In automata theory, an alternating finite automaton (AFA) is a nondeterministic finite automaton whose transitions are divided into existential and universal transitions. For example, let A be an alternating automaton.

• For an existential transition ${\displaystyle (q,a,q_{1}\vee q_{2})}$, A nondeterministically chooses to switch the state to either ${\displaystyle q_{1}}$ or ${\displaystyle q_{2}}$, reading a. Thus, behaving like a regular nondeterministic finite automaton.
• For a universal transition ${\displaystyle (q,a,q_{1}\wedge q_{2})}$, A moves to ${\displaystyle q_{1}}$ and ${\displaystyle q_{2}}$, reading a, simulating the behavior of a parallel machine.

Note that due to the universal quantification a run is represented by a run tree.
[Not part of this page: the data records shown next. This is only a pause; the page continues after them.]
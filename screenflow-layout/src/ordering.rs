//! Barycenter ordering within levels

use std::cmp::Ordering;

/// Weights closer than this are treated as equal
pub const TIE_EPSILON: f64 = 0.01;

/// Orders the nodes of each level under their parents.
///
/// Level 0 keeps input order. A node on a deeper level is weighted by the
/// mean rank of its distinct direct parents on strictly lower levels and the
/// level is sorted by that weight; nodes without such a parent go last.
/// Equal weights fall back to the node's frame index, then its input position.
pub struct LevelOrderer {
    predecessors: Vec<Vec<usize>>,
}

impl LevelOrderer {
    pub fn new(node_count: usize, edges: &[(usize, usize)]) -> Self {
        let mut predecessors: Vec<Vec<usize>> = vec![Vec::new(); node_count];
        for &(from, to) in edges {
            if !predecessors[to].contains(&from) {
                predecessors[to].push(from);
            }
        }
        Self { predecessors }
    }

    /// Rank of every node within its level, indexed by node position
    pub fn order(&self, levels: &[usize], frame_indices: &[usize]) -> Vec<usize> {
        let node_count = levels.len();
        let max_level = levels.iter().copied().max().unwrap_or(0);

        let mut by_level: Vec<Vec<usize>> = vec![Vec::new(); max_level + 1];
        for (node, &level) in levels.iter().enumerate() {
            by_level[level].push(node);
        }

        let mut order = vec![0; node_count];
        for (rank, &node) in by_level[0].iter().enumerate() {
            order[node] = rank;
        }

        for (level, nodes) in by_level.iter().enumerate().skip(1) {
            let weighted: Vec<Weighted> = nodes
                .iter()
                .map(|&node| Weighted {
                    node,
                    weight: self.parent_weight(node, level, levels, &order),
                    frame_index: frame_indices[node],
                })
                .collect();

            for (rank, node) in rank_by_weight(weighted).into_iter().enumerate() {
                order[node] = rank;
            }
        }

        order
    }

    /// Mean rank of the parents placed on a lower level
    fn parent_weight(&self, node: usize, level: usize, levels: &[usize], order: &[usize]) -> Option<f64> {
        let ranks: Vec<usize> = self.predecessors[node]
            .iter()
            .filter(|&&parent| levels[parent] < level)
            .map(|&parent| order[parent])
            .collect();
        if ranks.is_empty() {
            return None;
        }
        Some(ranks.iter().sum::<usize>() as f64 / ranks.len() as f64)
    }
}

#[derive(Debug, Clone, Copy)]
struct Weighted {
    node: usize,
    weight: Option<f64>,
    frame_index: usize,
}

fn compare_weight(a: Option<f64>, b: Option<f64>) -> Ordering {
    match (a, b) {
        (Some(a), Some(b)) => a.total_cmp(&b),
        (Some(_), None) => Ordering::Less,
        (None, Some(_)) => Ordering::Greater,
        (None, None) => Ordering::Equal,
    }
}

fn is_tie(a: Option<f64>, b: Option<f64>) -> bool {
    match (a, b) {
        (Some(a), Some(b)) => (a - b).abs() < TIE_EPSILON,
        (None, None) => true,
        _ => false,
    }
}

/// Sorts by weight, then reorders each run of tied weights chronologically
fn rank_by_weight(mut items: Vec<Weighted>) -> Vec<usize> {
    items.sort_by(|a, b| compare_weight(a.weight, b.weight).then(a.node.cmp(&b.node)));

    let mut ranked = Vec::with_capacity(items.len());
    let mut start = 0;
    while start < items.len() {
        let mut end = start + 1;
        while end < items.len() && is_tie(items[end - 1].weight, items[end].weight) {
            end += 1;
        }
        let run = &mut items[start..end];
        run.sort_by_key(|item| (item.frame_index, item.node));
        ranked.extend(run.iter().map(|item| item.node));
        start = end;
    }
    ranked
}

#[cfg(test)]
mod tests {
    use super::*;

    fn weighted(node: usize, weight: Option<f64>, frame_index: usize) -> Weighted {
        Weighted {
            node,
            weight,
            frame_index,
        }
    }

    #[test]
    fn test_level_zero_keeps_input_order() {
        let orderer = LevelOrderer::new(3, &[]);
        assert_eq!(orderer.order(&[0, 0, 0], &[9, 5, 1]), vec![0, 1, 2]);
    }

    #[test]
    fn test_children_follow_parents() {
        // Roots 0 and 1; node 2 hangs under 1, node 3 under 0.
        let orderer = LevelOrderer::new(4, &[(1, 2), (0, 3)]);
        let order = orderer.order(&[0, 0, 1, 1], &[0, 1, 2, 3]);
        assert_eq!(order, vec![0, 1, 1, 0]);
    }

    #[test]
    fn test_equal_weights_fall_back_to_frame_index() {
        let orderer = LevelOrderer::new(3, &[(0, 1), (0, 2)]);
        let order = orderer.order(&[0, 1, 1], &[0, 7, 3]);
        assert_eq!(order, vec![0, 1, 0]);
    }

    #[test]
    fn test_equal_frame_index_falls_back_to_input_order() {
        let orderer = LevelOrderer::new(3, &[(0, 2), (0, 1)]);
        let order = orderer.order(&[0, 1, 1], &[0, 4, 4]);
        assert_eq!(order, vec![0, 0, 1]);
    }

    #[test]
    fn test_parents_on_same_or_deeper_level_are_ignored() {
        // Node 2 has parents 0 (level 0) and 3 (level 1, same as 2).
        let orderer = LevelOrderer::new(4, &[(1, 3), (0, 2), (3, 2)]);
        let order = orderer.order(&[0, 0, 1, 1], &[0, 0, 0, 0]);
        // 2 weighs 0 (only parent 0 counts), 3 weighs 1.
        assert_eq!(order[2], 0);
        assert_eq!(order[3], 1);
    }

    #[test]
    fn test_weights_within_epsilon_tie() {
        let ranked = rank_by_weight(vec![
            weighted(0, Some(1.005), 1),
            weighted(1, Some(1.0), 9),
            weighted(2, Some(0.5), 5),
        ]);
        assert_eq!(ranked, vec![2, 0, 1]);
    }

    #[test]
    fn test_weights_apart_are_not_tied() {
        let ranked = rank_by_weight(vec![weighted(0, Some(1.5), 0), weighted(1, Some(1.0), 9)]);
        assert_eq!(ranked, vec![1, 0]);
    }

    #[test]
    fn test_nodes_without_placed_parent_go_last() {
        let ranked = rank_by_weight(vec![
            weighted(0, None, 0),
            weighted(1, Some(3.0), 5),
            weighted(2, None, 1),
        ]);
        assert_eq!(ranked, vec![1, 0, 2]);
    }

    #[test]
    fn test_orders_are_unique_per_level() {
        let edges = [(0, 2), (0, 3), (1, 3), (1, 4), (2, 5), (4, 5)];
        let levels = [0, 0, 1, 1, 1, 2];
        let order = LevelOrderer::new(6, &edges).order(&levels, &[0, 1, 2, 3, 4, 5]);

        for level in 0..=2 {
            let mut ranks: Vec<usize> = (0..6).filter(|&n| levels[n] == level).map(|n| order[n]).collect();
            ranks.sort_unstable();
            assert_eq!(ranks, (0..ranks.len()).collect::<Vec<_>>());
        }
    }
}
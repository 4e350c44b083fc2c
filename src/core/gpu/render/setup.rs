// SPDX-License-Identifier: Apache-2.0
// Copyright 2025 itsakeyfut
//
// Licensed under the Apache License, Version 2.0 (the "License");
// you may not use this file except in compliance with the License.
// You may obtain a copy of the License at
//
//     http://www.apache.org/licenses/LICENSE-2.0
//
// Unless required by applicable law or agreed to in writing, software
// distributed under the License is distributed on an "AS IS" BASIS,
// WITHOUT WARRANTIES OR CONDITIONS OF ANY KIND, either express or implied.
// See the License for the specific language governing permissions and
// limitations under the License.

//! Triangle setup
//!
//! Converts three screen-space vertices into everything the scan stage
//! needs: three edge equations with fill-rule flags, the signed doubled
//! area, a screen-clamped bounding box, and per-attribute plane gradients.
//!
//! # Edge equations
//!
//! For an edge from `s` to `d`:
//!
//! ```text
//! A = s.y - d.y
//! B = d.x - s.x
//! C = s.x * d.y - d.x * s.y
//! E(x, y) = A*x + B*y + C
//! ```
//!
//! All three coefficients are kept in the 48-bit wide format. The edges run
//! v0→v1, v1→v2, v2→v0, so for a positive-area triangle (flagged `ccw`)
//! the interior is where every `E > 0`; for a negative-area one every
//! `E < 0`. Values at pixel centers are held doubled as [`EdgeValue`] so the
//! half-pixel offset never truncates.
//!
//! # Fill rule
//!
//! A pixel center lying exactly on an edge (`E == 0`) belongs to the
//! triangle only if that edge is a top or left edge: `A > 0`, or `A == 0`
//! with `B > 0`. Two triangles sharing an edge see it with opposite
//! orientation, so exactly one of them claims the boundary pixels.

use std::ops::AddAssign;

use crate::core::fixed::{gradient, wide_mul, Fixed, WideFixed};
use crate::core::gpu::primitives::{Attributes, Vertex};

/// One edge function of a triangle
#[derive(Debug, Clone, Copy, PartialEq, Eq)]
pub struct EdgeEquation {
    /// Step per pixel in x
    pub a: WideFixed,
    /// Step per pixel in y
    pub b: WideFixed,
    pub c: WideFixed,
    /// Edge owns pixel centers lying exactly on it
    pub top_left: bool,
}

impl EdgeEquation {
    /// Build the edge running from `src` to `dst`
    pub fn new(src: &Vertex, dst: &Vertex) -> Self {
        let a = WideFixed::from_fixed(src.y) - WideFixed::from_fixed(dst.y);
        let b = WideFixed::from_fixed(dst.x) - WideFixed::from_fixed(src.x);
        let c = wide_mul(src.x, dst.y) - wide_mul(dst.x, src.y);
        let top_left = a.is_positive() || (a.is_zero() && b.is_positive());
        Self { a, b, c, top_left }
    }

    /// Edge function at the center of pixel `(x, y)`
    ///
    /// The center sits half a pixel off the integer grid, so `A * (x + 0.5)`
    /// is only exact at twice the scale. The result is `2 * E` with no
    /// intermediate truncation, which keeps an edge and its reverse exact
    /// negations of each other.
    #[inline]
    pub fn at_center(&self, x: i32, y: i32) -> EdgeValue {
        let cx = 2 * x as i64 + 1;
        let cy = 2 * y as i64 + 1;
        EdgeValue(
            self.a
                .raw()
                .wrapping_mul(cx)
                .wrapping_add(self.b.raw().wrapping_mul(cy))
                .wrapping_add(self.c.raw().wrapping_mul(2)),
        )
    }

    /// Change in [`EdgeValue`] for one pixel step in x
    #[inline(always)]
    pub fn step_x(&self) -> EdgeValue {
        EdgeValue(self.a.raw().wrapping_mul(2))
    }

    /// Change in [`EdgeValue`] for one pixel step in y
    #[inline(always)]
    pub fn step_y(&self) -> EdgeValue {
        EdgeValue(self.b.raw().wrapping_mul(2))
    }

    /// Inside test for an edge value, given the triangle's winding
    ///
    /// Positive-area triangles keep `E > 0`, negative-area ones keep `E < 0`.
    /// Zero is decided by the top-left flag, inverted for clockwise winding
    /// so that the same screen-space pixels are claimed either way.
    #[inline(always)]
    pub fn inside(&self, value: EdgeValue, ccw: bool) -> bool {
        if ccw {
            value.0 > 0 || (value.0 == 0 && self.top_left)
        } else {
            value.0 < 0 || (value.0 == 0 && !self.top_left)
        }
    }
}

/// Edge function value at a pixel center, held at twice the wide scale
#[derive(Debug, Clone, Copy, Default, PartialEq, Eq, PartialOrd, Ord)]
pub struct EdgeValue(pub i64);

impl EdgeValue {
    pub const ZERO: EdgeValue = EdgeValue(0);
}

impl AddAssign for EdgeValue {
    #[inline(always)]
    fn add_assign(&mut self, rhs: EdgeValue) {
        self.0 = self.0.wrapping_add(rhs.0);
    }
}

/// Inclusive pixel bounding box, clamped to the screen
#[derive(Debug, Clone, Copy, PartialEq, Eq)]
pub struct BoundingBox {
    pub min_x: i32,
    pub min_y: i32,
    pub max_x: i32,
    pub max_y: i32,
}

impl BoundingBox {
    /// Bounding box of three vertices clamped to `[0, width) x [0, height)`
    ///
    /// Both extremes use the floor of the vertex coordinate.
    pub fn from_vertices(v0: &Vertex, v1: &Vertex, v2: &Vertex, width: u32, height: u32) -> Self {
        if width == 0 || height == 0 {
            return Self::EMPTY;
        }
        let xs = [v0.x.floor_int(), v1.x.floor_int(), v2.x.floor_int()];
        let ys = [v0.y.floor_int(), v1.y.floor_int(), v2.y.floor_int()];
        let right = width.min(i32::MAX as u32) as i32 - 1;
        let bottom = height.min(i32::MAX as u32) as i32 - 1;

        let clamp_x = |v: i32| v.clamp(0, right);
        let clamp_y = |v: i32| v.clamp(0, bottom);

        let lo_x = xs.iter().copied().min().unwrap_or(0);
        let hi_x = xs.iter().copied().max().unwrap_or(0);
        let lo_y = ys.iter().copied().min().unwrap_or(0);
        let hi_y = ys.iter().copied().max().unwrap_or(0);

        // A triangle entirely off one side collapses to an empty box
        if hi_x < 0 || hi_y < 0 || lo_x > right || lo_y > bottom {
            return Self::EMPTY;
        }

        Self {
            min_x: clamp_x(lo_x),
            min_y: clamp_y(lo_y),
            max_x: clamp_x(hi_x),
            max_y: clamp_y(hi_y),
        }
    }

    pub const EMPTY: BoundingBox = BoundingBox {
        min_x: 0,
        min_y: 0,
        max_x: -1,
        max_y: -1,
    };

    pub fn is_empty(&self) -> bool {
        self.max_x < self.min_x || self.max_y < self.min_y
    }

    /// Number of pixels visited by the scan
    pub fn area(&self) -> u64 {
        if self.is_empty() {
            return 0;
        }
        (self.max_x - self.min_x + 1) as u64 * (self.max_y - self.min_y + 1) as u64
    }

    pub fn contains(&self, x: i32, y: i32) -> bool {
        x >= self.min_x && x <= self.max_x && y >= self.min_y && y <= self.max_y
    }
}

/// Center of pixel `(x, y)` in fixed point
#[inline(always)]
pub fn pixel_center(x: i32, y: i32) -> (Fixed, Fixed) {
    (
        Fixed::from_int(x) + Fixed::HALF,
        Fixed::from_int(y) + Fixed::HALF,
    )
}

/// Result of triangle setup
///
/// An invalid (zero-area) setup still carries edges and a box but its
/// gradients are zero and it produces no fragments.
#[derive(Debug, Clone, PartialEq, Eq)]
pub struct TriangleSetup {
    pub edges: [EdgeEquation; 3],
    /// Signed doubled area; positive sets `ccw`
    pub area2: WideFixed,
    pub valid: bool,
    pub ccw: bool,
    pub bbox: BoundingBox,
    /// Attribute values at the reference point (vertex 0)
    pub origin: Attributes,
    /// Per-pixel attribute change along x
    pub ddx: Attributes,
    /// Per-pixel attribute change along y
    pub ddy: Attributes,
    pub ref_x: Fixed,
    pub ref_y: Fixed,
}

impl TriangleSetup {
    /// Run setup for a triangle on a `width` x `height` screen
    ///
    /// # Arguments
    ///
    /// * `v0`, `v1`, `v2` - Triangle vertices in submission order
    /// * `width`, `height` - Screen size used to clamp the bounding box
    ///
    /// # Example
    ///
    /// ```
    /// use celery3d::core::fixed::Fixed;
    /// use celery3d::core::gpu::Vertex;
    /// use celery3d::core::gpu::render::setup::TriangleSetup;
    ///
    /// let v0 = Vertex::new(Fixed::from_int(0), Fixed::from_int(0));
    /// let v1 = Vertex::new(Fixed::from_int(0), Fixed::from_int(8));
    /// let v2 = Vertex::new(Fixed::from_int(8), Fixed::from_int(0));
    ///
    /// let setup = TriangleSetup::new(&v0, &v1, &v2, 16, 16);
    /// assert!(setup.valid);
    /// assert!(setup.ccw);
    /// assert_eq!(setup.bbox.max_x, 8);
    /// ```
    pub fn new(v0: &Vertex, v1: &Vertex, v2: &Vertex, width: u32, height: u32) -> Self {
        let edges = [
            EdgeEquation::new(v0, v1),
            EdgeEquation::new(v1, v2),
            EdgeEquation::new(v2, v0),
        ];

        let dx01 = v1.x - v0.x;
        let dy01 = v1.y - v0.y;
        let dx02 = v2.x - v0.x;
        let dy02 = v2.y - v0.y;
        let area2 = wide_mul(dx01, dy02) - wide_mul(dx02, dy01);

        let valid = !area2.is_zero();
        let ccw = area2.is_positive();
        let bbox = BoundingBox::from_vertices(v0, v1, v2, width, height);

        let a0 = v0.attributes().to_array();
        let a1 = v1.attributes().to_array();
        let a2 = v2.attributes().to_array();

        let mut ddx = [Fixed::ZERO; Attributes::COUNT];
        let mut ddy = [Fixed::ZERO; Attributes::COUNT];
        if valid {
            for i in 0..Attributes::COUNT {
                let d01 = a1[i] - a0[i];
                let d02 = a2[i] - a0[i];
                ddx[i] = gradient(d01, dy02, d02, dy01, area2);
                ddy[i] = gradient(d02, dx01, d01, dx02, area2);
            }
        }

        Self {
            edges,
            area2,
            valid,
            ccw,
            bbox,
            origin: Attributes::from_array(a0),
            ddx: Attributes::from_array(ddx),
            ddy: Attributes::from_array(ddy),
            ref_x: v0.x,
            ref_y: v0.y,
        }
    }

    /// Whether the center of pixel `(x, y)` is covered
    ///
    /// Evaluates all three edge functions directly rather than stepping.
    pub fn covers(&self, x: i32, y: i32) -> bool {
        if !self.valid {
            return false;
        }
        self.edges
            .iter()
            .all(|edge| edge.inside(edge.at_center(x, y), self.ccw))
    }

    /// Attribute values interpolated at a fixed-point position
    pub fn attributes_at(&self, px: Fixed, py: Fixed) -> Attributes {
        let ox = px - self.ref_x;
        let oy = py - self.ref_y;
        let origin = self.origin.to_array();
        let ddx = self.ddx.to_array();
        let ddy = self.ddy.to_array();
        let mut out = [Fixed::ZERO; Attributes::COUNT];
        for i in 0..Attributes::COUNT {
            out[i] = origin[i] + ddx[i] * ox + ddy[i] * oy;
        }
        Attributes::from_array(out)
    }
}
A accepts a word w, if there exists a run tree on w such that every path ends in an accepting state.

A basic theorem states that any AFA is equivalent to a deterministic finite automaton (DFA), hence AFAs accept exactly the regular languages.

An alternative model which is frequently used is the one where Boolean combinations are in disjunctive normal form so that, e.g., ${\displaystyle \{\{q_{1}\},\{q_{2},q_{3}\}\}}$ would represent ${\displaystyle q_{1}\vee (q_{2}\wedge q_{3})}$. The state tt (true) is represented by ${\displaystyle \{\emptyset \}}$ in this case and ff (false) by ${\displaystyle \emptyset }$. This representation is usually more efficient.

Alternating finite automata can be extended to accept trees in the same way as tree automata, yielding alternating tree automata.